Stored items
--- START ---
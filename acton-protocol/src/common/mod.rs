/*
 * Copyright (c) 2024. Govcraft
 *
 * Licensed under either of
 *   * Apache License, Version 2.0 (the "License");
 *     you may not use this file except in compliance with the License.
 *     You may obtain a copy of the License at http://www.apache.org/licenses/LICENSE-2.0
 *   * MIT license: http://opensource.org/licenses/MIT
 *
 * Unless required by applicable law or agreed to in writing, software
 * distributed under the License is distributed on an "AS IS" BASIS,
 * WITHOUT WARRANTIES OR CONDITIONS OF ANY KIND, either express or implied.
 * See the applicable License for the specific language governing permissions and
 * limitations under that License.
 */

pub use compiler::{CompileError, CompileOutput, ProtocolCompiler};
pub use config::{CompilerConfig, DiagnosticsConfig, NamingConfig, TypesConfig, CONFIG};

mod compiler;
mod config;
--- END ---
== EXERCISE DETAILS ==
Beginning with the line that contains "express or implied.", quote each line exactly through the last line of the entries above, and nothing beyond them.

== EXERCISE ANSWER ==
 * WITHOUT WARRANTIES OR CONDITIONS OF ANY KIND, either express or implied.
 * See the applicable License for the specific language governing permissions and
 * limitations under that License.
 */

pub use compiler::{CompileError, CompileOutput, ProtocolCompiler};
pub use config::{CompilerConfig, DiagnosticsConfig, NamingConfig, TypesConfig, CONFIG};

mod compiler;
mod config;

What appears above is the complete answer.